High-dimensional limits arising from hyperbolic Poisson k-plane processes
Tillmann Bühler, Daniel Hug, Christoph Thäle
TL;DR
The paper analyzes high-dimensional limits for hyperbolic Poisson $k$-plane processes by examining the total $k$-volume of intersections within a ball and its infinitely divisible limit $Z_{d,k}$. It develops CLT-type criteria via the Lévy measure, aided by beta-function and incomplete beta-function estimates, to delineate when the variance-normalized limit is Gaussian or degenerate as $d\to\infty$ and $k$ grows with $d$. Moreover, it introduces a Lévy-measure rescaling that yields a non-Gaussian limit $\widetilde{Z}^{(b)}$ for fixed codimension $b=d-k$ and a Gaussian limit when $d-k\to\infty$, providing explicit density and cumulant formulas for the limiting non-Gaussian law.
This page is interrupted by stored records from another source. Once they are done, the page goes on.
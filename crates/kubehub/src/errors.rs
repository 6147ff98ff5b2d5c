//! Classify kube client failures into repository errors.

use carto_api::RepoError;
use kube::error::ErrorResponse;

/// Map an API failure onto the class the reconcilers react to.
pub fn repo_error(err: kube::Error) -> RepoError {
    match err {
        kube::Error::Api(ErrorResponse { code, message, reason, .. }) => {
            let msg = if message.is_empty() { reason } else { message };
            match code {
                404 => RepoError::NotFound(msg),
                401 | 403 => RepoError::Forbidden(msg),
                409 => RepoError::Conflict(msg),
                400 | 422 => RepoError::Invalid(msg),
                _ => RepoError::Internal(format!("{code}: {msg}")),
            }
        }
        other => RepoError::Internal(other.to_string()),
    }
}

/// `Ok(None)` for 404, the classified error otherwise.
pub fn absent_ok<T>(res: Result<T, kube::Error>) -> Result<Option<T>, RepoError> {
    match res {
        Ok(v) => Ok(Some(v)),
        Err(kube::Error::Api(ae)) if ae.code == 404 => Ok(None),
        Err(e) => Err(repo_error(e)),
    }
}
//! Events describing what a reconcile changed on an owner's resources.

use carto_api::{Event, EventSink};
use carto_core::conditions::{self, find};
use carto_core::refs::fully_qualified_type;
use carto_core::status::{ResourceStatus, StampedRef};
use carto_realizer::ResourceStatuses;

pub const RESOURCE_OUTPUT_CHANGED: &str = "ResourceOutputChanged";
pub const RESOURCE_HEALTHY_STATUS_CHANGED: &str = "ResourceHealthyStatusChanged";
pub const STAMPED_OBJECT_APPLIED: &str = "StampedObjectApplied";
pub const STAMPED_OBJECT_REMOVED: &str = "StampedObjectRemoved";

fn qualified(r: &StampedRef) -> String {
    format!("{}/{}", fully_qualified_type(&r.gvk()), r.name)
}

fn digests(row: &ResourceStatus) -> Vec<(&str, &str)> {
    row.realized.outputs.iter().map(|o| (o.name.as_str(), o.digest.as_str())).collect()
}

/// Events for every resource row that changed in this pass.
pub fn resource_events(owner: &StampedRef, statuses: &ResourceStatuses) -> Vec<Event> {
    let mut out = Vec::new();
    for row in statuses.current() {
        let name = row.name();
        let prev = statuses.previous(name);
        let Some(stamped) = row.realized.stamped_ref.as_ref() else { continue };

        let prev_stamped = prev.and_then(|p| p.realized.stamped_ref.as_ref());
        if prev_stamped.map_or(true, |p| !p.same_object(stamped)) {
            out.push(Event::normal(
                owner.clone(),
                STAMPED_OBJECT_APPLIED,
                format!("[{name}] applied [{}]", qualified(stamped)),
            ));
        }

        let now = digests(&row);
        if !now.is_empty() && prev.map_or(true, |p| digests(p) != now) {
            out.push(Event::normal(
                owner.clone(),
                RESOURCE_OUTPUT_CHANGED,
                format!("[{name}] found a new output in [{}]", qualified(stamped)),
            ));
        }

        if statuses.changed_condition_types(name).iter().any(|t| t == conditions::HEALTHY) {
            let before = prev.and_then(|p| find(&p.conditions, conditions::HEALTHY)).map(|c| c.status.as_str());
            let after = find(&row.conditions, conditions::HEALTHY).map(|c| c.status.clone()).unwrap_or_default();
            if before.is_some_and(|b| b != after) {
                out.push(Event::normal(
                    owner.clone(),
                    RESOURCE_HEALTHY_STATUS_CHANGED,
                    format!("[{name}] found healthy status in [{}] changed to [{after}]", qualified(stamped)),
                ));
            }
        }
    }
    out
}

pub fn removed_event(owner: &StampedRef, removed: &StampedRef) -> Event {
    Event::normal(owner.clone(), STAMPED_OBJECT_REMOVED, format!("deleted orphaned object [{}]", qualified(removed)))
}

pub async fn emit(sink: &dyn EventSink, events: Vec<Event>) {
    for e in events {
        sink.record(e).await;
    }
}

#[cfg(test)]
mod tests {
    use super::*;
    use carto_core::conditions::{condition, ConditionStatus};
    use carto_core::status::{RealizedResource, ResourceOutput};

    fn owner() -> StampedRef {
        StampedRef { api_version: "carto.run/v1alpha1".into(), kind: "Workload".into(), namespace: Some("dev".into()), name: "app".into() }
    }

    fn realized(stamped: &str, digest: &str) -> RealizedResource {
        let mut r = RealizedResource::named("src");
        r.stamped_ref = Some(StampedRef {
            api_version: "source.toolkit.fluxcd.io/v1beta1".into(),
            kind: "GitRepository".into(),
            namespace: Some("dev".into()),
            name: stamped.into(),
        });
        if !digest.is_empty() {
            r.outputs = vec![ResourceOutput {
                name: "url".into(),
                preview: "u".into(),
                digest: digest.into(),
                last_transition_time: conditions::epoch(),
            }];
        }
        r
    }

    fn healthy(status: ConditionStatus) -> carto_core::Condition {
        condition(conditions::HEALTHY, status, conditions::OUTPUT_AVAILABLE, "")
    }

    #[test]
    fn first_pass_announces_apply_and_output() {
        let mut s = ResourceStatuses::new(&[]);
        s.add(realized("app-src", "sha256:1"), None, vec![healthy(ConditionStatus::True)]);
        let reasons: Vec<String> = resource_events(&owner(), &s).into_iter().map(|e| e.reason).collect();
        assert_eq!(reasons, [STAMPED_OBJECT_APPLIED, RESOURCE_OUTPUT_CHANGED]);
    }

    #[test]
    fn later_passes_report_only_transitions() {
        let mut first = ResourceStatuses::new(&[]);
        first.add(realized("app-src", "sha256:1"), None, vec![healthy(ConditionStatus::Unknown)]);
        let prev = first.current();

        let mut same = ResourceStatuses::new(&prev);
        same.add(realized("app-src", "sha256:1"), None, vec![healthy(ConditionStatus::Unknown)]);
        assert!(resource_events(&owner(), &same).is_empty());

        let mut moved = ResourceStatuses::new(&prev);
        moved.add(realized("app-src", "sha256:2"), None, vec![healthy(ConditionStatus::True)]);
        let events = resource_events(&owner(), &moved);
        let reasons: Vec<&str> = events.iter().map(|e| e.reason.as_str()).collect();
        assert_eq!(reasons, [RESOURCE_OUTPUT_CHANGED, RESOURCE_HEALTHY_STATUS_CHANGED]);
        assert_eq!(
            events[1].message,
            "[src] found healthy status in [gitrepository.source.toolkit.fluxcd.io/app-src] changed to [True]"
        );
    }
}
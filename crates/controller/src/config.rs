//! Controller settings read from `CARTO_*` environment variables.

use std::time::Duration;

/// Runtime knobs shared by every controller.
#[derive(Debug, Clone, PartialEq, Eq)]
pub struct ControllerConfig {
    /// Period of the full resync; tracker leases last twice as long.
    pub resync: Duration,
    /// Workers per controller.
    pub concurrency: usize,
    pub requeue_backoff: Duration,
    pub requeue_backoff_max: Duration,
    pub token_gc: Duration,
    pub field_manager: String,
    /// Work queue high-water mark and watch channel buffer. The queue never
    /// drops keys; a backlog past this is logged.
    pub queue_cap: usize,
}

impl Default for ControllerConfig {
    fn default() -> Self {
        Self {
            resync: Duration::from_secs(36_000),
            concurrency: 2,
            requeue_backoff: Duration::from_millis(500),
            requeue_backoff_max: Duration::from_secs(60),
            token_gc: Duration::from_secs(86_400),
            field_manager: "cartographer".to_string(),
            queue_cap: 2048,
        }
    }
}

impl ControllerConfig {
    pub fn from_env() -> Self {
        Self::from_lookup(|k| std::env::var(k).ok())
    }

    /// Build from any key lookup; unparsable values fall back to defaults.
    pub fn from_lookup<F>(get: F) -> Self
    where
        F: Fn(&str) -> Option<String>,
    {
        let d = Self::default();
        let num = |k: &str| get(k).and_then(|s| s.trim().parse::<u64>().ok());
        Self {
            resync: num("CARTO_RESYNC_SECS").filter(|s| *s > 0).map(Duration::from_secs).unwrap_or(d.resync),
            concurrency: num("CARTO_CONCURRENCY").filter(|n| *n > 0).map(|n| n as usize).unwrap_or(d.concurrency),
            requeue_backoff: num("CARTO_REQUEUE_BACKOFF_MS").map(Duration::from_millis).unwrap_or(d.requeue_backoff),
            requeue_backoff_max: num("CARTO_REQUEUE_BACKOFF_MAX_SECS")
                .map(Duration::from_secs)
                .unwrap_or(d.requeue_backoff_max),
            token_gc: num("CARTO_TOKEN_GC_SECS").filter(|s| *s > 0).map(Duration::from_secs).unwrap_or(d.token_gc),
            field_manager: get("CARTO_FIELD_MANAGER").filter(|s| !s.trim().is_empty()).unwrap_or(d.field_manager),
            queue_cap: num("CARTO_QUEUE_CAP").filter(|n| *n > 0).map(|n| n as usize).unwrap_or(d.queue_cap),
        }
    }

    /// Lease handed to dependency trackers.
    pub fn tracker_lease(&self) -> Duration {
        self.resync.saturating_mul(2)
    }
}
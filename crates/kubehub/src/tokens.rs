//! Service account tokens minted through the TokenRequest API and cached
//! until half their lifetime has passed.

use std::sync::{Arc, Mutex, PoisonError, Weak};
use std::time::Duration;

use carto_api::{TokenError, TokenManager};
use chrono::{DateTime, Utc};
use k8s_openapi::api::authentication::v1::{TokenRequest, TokenRequestSpec};
use k8s_openapi::api::core::v1::ServiceAccount;
use kube::api::{Api, PostParams};
use kube::Client;
use metrics::counter;
use rand::Rng;
use rustc_hash::FxHashMap;
use secrecy::SecretString;
use tokio::sync::oneshot;
use tracing::{debug, info, warn};

/// A freshly minted token and when it stops working.
pub struct Minted {
    pub token: SecretString,
    pub expires: DateTime<Utc>,
}

/// Source of new tokens; the kube implementation posts a TokenRequest.
#[async_trait::async_trait]
pub trait TokenMinter: Send + Sync {
    async fn mint(&self, namespace: &str, name: &str) -> Result<Minted, String>;
}

pub struct KubeTokenMinter {
    client: Client,
    expiration_seconds: i64,
}

/// Requested token lifetime in seconds, saturating at `i64::MAX`.
fn expiration_seconds(expiration: Duration) -> i64 {
    i64::try_from(expiration.as_secs()).unwrap_or(i64::MAX)
}

impl KubeTokenMinter {
    pub fn new(client: Client, expiration: Duration) -> Self {
        Self { client, expiration_seconds: expiration_seconds(expiration) }
    }
}

#[async_trait::async_trait]
impl TokenMinter for KubeTokenMinter {
    async fn mint(&self, namespace: &str, name: &str) -> Result<Minted, String> {
        let api: Api<ServiceAccount> = Api::namespaced(self.client.clone(), namespace);
        let request = TokenRequest {
            spec: TokenRequestSpec { expiration_seconds: Some(self.expiration_seconds), ..Default::default() },
            ..Default::default()
        };
        let issued = api.create_token_request(name, &PostParams::default(), &request).await.map_err(|e| e.to_string())?;
        let status = issued.status.ok_or_else(|| "token request returned no status".to_string())?;
        Ok(Minted { token: SecretString::new(status.token), expires: status.expiration_timestamp.0 })
    }
}

type Key = (String, String, String);

struct Cached {
    token: SecretString,
    expires: DateTime<Utc>,
    refresh_at: DateTime<Utc>,
}

/// Refresh point: half the lifetime plus up to a tenth of it as jitter.
fn refresh_point(issued: DateTime<Utc>, expires: DateTime<Utc>) -> DateTime<Utc> {
    let ttl = expires - issued;
    if ttl <= chrono::Duration::zero() {
        return issued;
    }
    let jitter_ms = rand::thread_rng().gen_range(0..=ttl.num_milliseconds() / 10);
    issued + ttl / 2 + chrono::Duration::milliseconds(jitter_ms)
}

/// Token cache keyed by service account namespace, name and uid.
pub struct TokenCache<M> {
    minter: M,
    entries: Mutex<FxHashMap<Key, Cached>>,
    gc_stop: Mutex<Option<oneshot::Sender<()>>>,
}

impl<M: TokenMinter + 'static> TokenCache<M> {
    pub fn new(minter: M) -> Self {
        Self { minter, entries: Mutex::new(FxHashMap::default()), gc_stop: Mutex::new(None) }
    }

    pub fn len(&self) -> usize {
        self.entries.lock().unwrap_or_else(PoisonError::into_inner).len()
    }

    pub fn is_empty(&self) -> bool {
        self.len() == 0
    }

    /// Token for `sa` as of `now`, minting when absent or due for refresh.
    pub async fn token_at(&self, sa: &ServiceAccount, now: DateTime<Utc>) -> Result<SecretString, TokenError> {
        let namespace = sa.metadata.namespace.clone().unwrap_or_default();
        let name = sa.metadata.name.clone().unwrap_or_default();
        let Some(uid) = sa.metadata.uid.clone() else {
            return Err(TokenError::MissingUid(format!("{namespace}/{name}")));
        };
        let key = (namespace.clone(), name.clone(), uid);
        let sa_name = format!("{namespace}/{name}");

        let existing = {
            let entries = self.entries.lock().unwrap_or_else(PoisonError::into_inner);
            entries.get(&key).map(|c| (c.token.clone(), c.expires, c.refresh_at))
        };
        if let Some((token, _, refresh_at)) = &existing {
            if now < *refresh_at {
                return Ok(token.clone());
            }
        }

        match self.minter.mint(&namespace, &name).await {
            Ok(minted) => {
                counter!("token_refresh_total", 1u64);
                debug!(sa = %sa_name, expires = %minted.expires, "minted token");
                let cached = Cached { token: minted.token.clone(), expires: minted.expires, refresh_at: refresh_point(now, minted.expires) };
                self.entries.lock().unwrap_or_else(PoisonError::into_inner).insert(key, cached);
                Ok(minted.token)
            }
            Err(msg) => match existing {
                Some((token, expires, _)) if now < expires => {
                    warn!(sa = %sa_name, error = %msg, "token refresh failed, using cached token");
                    Ok(token)
                }
                _ => Err(TokenError::Request { sa: sa_name, msg }),
            },
        }
    }

    /// Drop entries that expired before `now`; returns how many went.
    pub fn evict_expired(&self, now: DateTime<Utc>) -> usize {
        let mut entries = self.entries.lock().unwrap_or_else(PoisonError::into_inner);
        let before = entries.len();
        entries.retain(|_, c| c.expires > now);
        before - entries.len()
    }

    /// Spawn the eviction task; a running task is replaced.
    pub fn start(self: &Arc<Self>, every: Duration) {
        let (tx, mut rx) = oneshot::channel();
        if let Some(old) = self.gc_stop.lock().unwrap_or_else(PoisonError::into_inner).replace(tx) {
            let _ = old.send(());
        }
        let weak: Weak<Self> = Arc::downgrade(self);
        tokio::spawn(async move {
            let mut ticker = tokio::time::interval(every);
            ticker.tick().await;
            loop {
                tokio::select! {
                    _ = ticker.tick() => {
                        let Some(cache) = weak.upgrade() else { break };
                        let evicted = cache.evict_expired(Utc::now());
                        if evicted > 0 {
                            info!(evicted, "expired tokens evicted");
                        }
                    }
                    _ = &mut rx => break,
                }
            }
            debug!("token gc stopped");
        });
    }

    pub fn stop(&self) {
        if let Some(tx) = self.gc_stop.lock().unwrap_or_else(PoisonError::into_inner).take() {
            let _ = tx.send(());
        }
    }
}

impl<M> Drop for TokenCache<M> {
    fn drop(&mut self) {
        if let Some(tx) = self.gc_stop.lock().unwrap_or_else(PoisonError::into_inner).take() {
            let _ = tx.send(());
        }
    }
}

#[async_trait::async_trait]
impl<M: TokenMinter + 'static> TokenManager for TokenCache<M> {
    async fn get_service_account_token(&self, sa: &ServiceAccount) -> Result<SecretString, TokenError> {
        self.token_at(sa, Utc::now()).await
    }
}
use carto_api::{MemoryEventSink, MemoryRepository, RecordingWatcher, Repository, StaticRepositoryBuilder, StaticTokenManager};
use carto_controller::events::{RESOURCE_OUTPUT_CHANGED, STAMPED_OBJECT_APPLIED};
use carto_controller::{mapper, Context, Controller, ControllerConfig, ControllerKind, ReconcileError, Request};
use carto_core::conditions::{self, find};
use carto_core::owner::Owner;
use carto_core::refs::{DependencyKey, NamespacedName};
use carto_core::status::{ResourceStatus, StampedRef};
use carto_core::Condition;
use serde_json::{json, Value};

struct Harness {
    repo: Arc<MemoryRepository>,
    builder: Arc<StaticRepositoryBuilder>,
    tokens: Arc<StaticTokenManager>,
    events: Arc<MemoryEventSink>,
    watcher: Arc<RecordingWatcher>,
    controller: Arc<Controller>,
}

impl Harness {
    fn new() -> Self {
        let repo = Arc::new(MemoryRepository::new());
        let builder = Arc::new(StaticRepositoryBuilder::new(repo.clone()));
        let tokens = Arc::new(StaticTokenManager::new());
        let events = Arc::new(MemoryEventSink::new());
        let watcher = Arc::new(RecordingWatcher::new());
        let config = ControllerConfig::default();
        let ctx = Context::new(repo.clone(), builder.clone(), tokens.clone(), events.clone(), watcher.clone(), &config);
        let controller = Controller::new(ctx, config);
        Self { repo, builder, tokens, events, watcher, controller }
    }

    fn ctx(&self) -> &Context {
        self.controller.context()
    }

    async fn reconcile(&self, kind: ControllerKind, namespace: &str, name: &str) -> Result<(), ReconcileError> {
        self.controller.reconcile(&Request::new(kind, NamespacedName::new(namespace, name))).await
    }

    async fn workload(&self, name: &str) -> Owner {
        let w = self.repo.get_workload(&NamespacedName::new("dev", name)).await.unwrap().unwrap();
        Owner::from(w)
    }

    async fn deliverable(&self, name: &str) -> Owner {
        let d = self.repo.get_deliverable(&NamespacedName::new("dev", name)).await.unwrap().unwrap();
        Owner::from(d)
    }

    fn service_account(&self, name: &str) {
        self.repo.insert(json!({"apiVersion": "v1", "kind": "ServiceAccount", "metadata": {"name": name, "namespace": "dev"}}));
    }

    fn template(&self, kind: &str, name: &str, spec: Value) {
        self.repo.insert(json!({"apiVersion": "carto.run/v1alpha1", "kind": kind, "metadata": {"name": name}, "spec": spec}));
    }

    /// Insert a blueprint and let its own reconciler mark it ready.
    async fn blueprint(&self, kind: ControllerKind, name: &str, spec: Value) {
        self.repo.insert(json!({"apiVersion": "carto.run/v1alpha1", "kind": kind.kind(), "metadata": {"name": name}, "spec": spec}));
        self.reconcile(kind, "", name).await.unwrap();
    }

    fn owner(&self, kind: &str, name: &str, labels: Value, spec: Value) {
        self.repo.insert(json!({
            "apiVersion": "carto.run/v1alpha1", "kind": kind,
            "metadata": {"name": name, "namespace": "dev", "labels": labels},
            "spec": spec
        }));
    }

    fn object(&self, api_version: &str, kind: &str, name: &str) -> Option<Value> {
        self.repo.object(&stamped_ref(api_version, kind, name))
    }
}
These results clarify the subtle high-dimensional behavior of geometric functionals in hyperbolic space, revealing Gaussian limits under certain scalings despite non-Gaussian finite-$d$ limits. The work thus bridges hyperbolic stochastic geometry with the theory of infinitely divisible distributions and offers explicit characterizations of limiting laws via Lévy densities.
Abstract
We consider a stationary Poisson process of $k$-planes in the $d$-dimensional hyperbolic space $\mathbb H^d$ of constant curvature $-1$, with $d \ge 4$ and $1 \le k \le d-1$. It is known that, after centring and normalization, the total $k$-volume of all intersections of $k$-planes with a geodesic ball of radius $R$ converges in distribution, as $R \to \infty$, to a non-Gaussian infinitely divisible random variable $Z_{d,k}$ whenever $2k > d+1$. We investigate the distributional behaviour of $Z_{d,k}$ in the high-dimensional regime $d \to \infty$ and depending on how fast $k$ grows in relation to $d$. We derive precise conditions for the variance normalized sequence to converge in law to a standard Gaussian random variable or to a degenerate law, respectively, and show that an alternative rescaling of the Lévy measures yields an explicit non-Gaussian infinitely divisible limit for fixed codimension $d-k$ and a standard Gaussian limit for $d-k \to \infty$.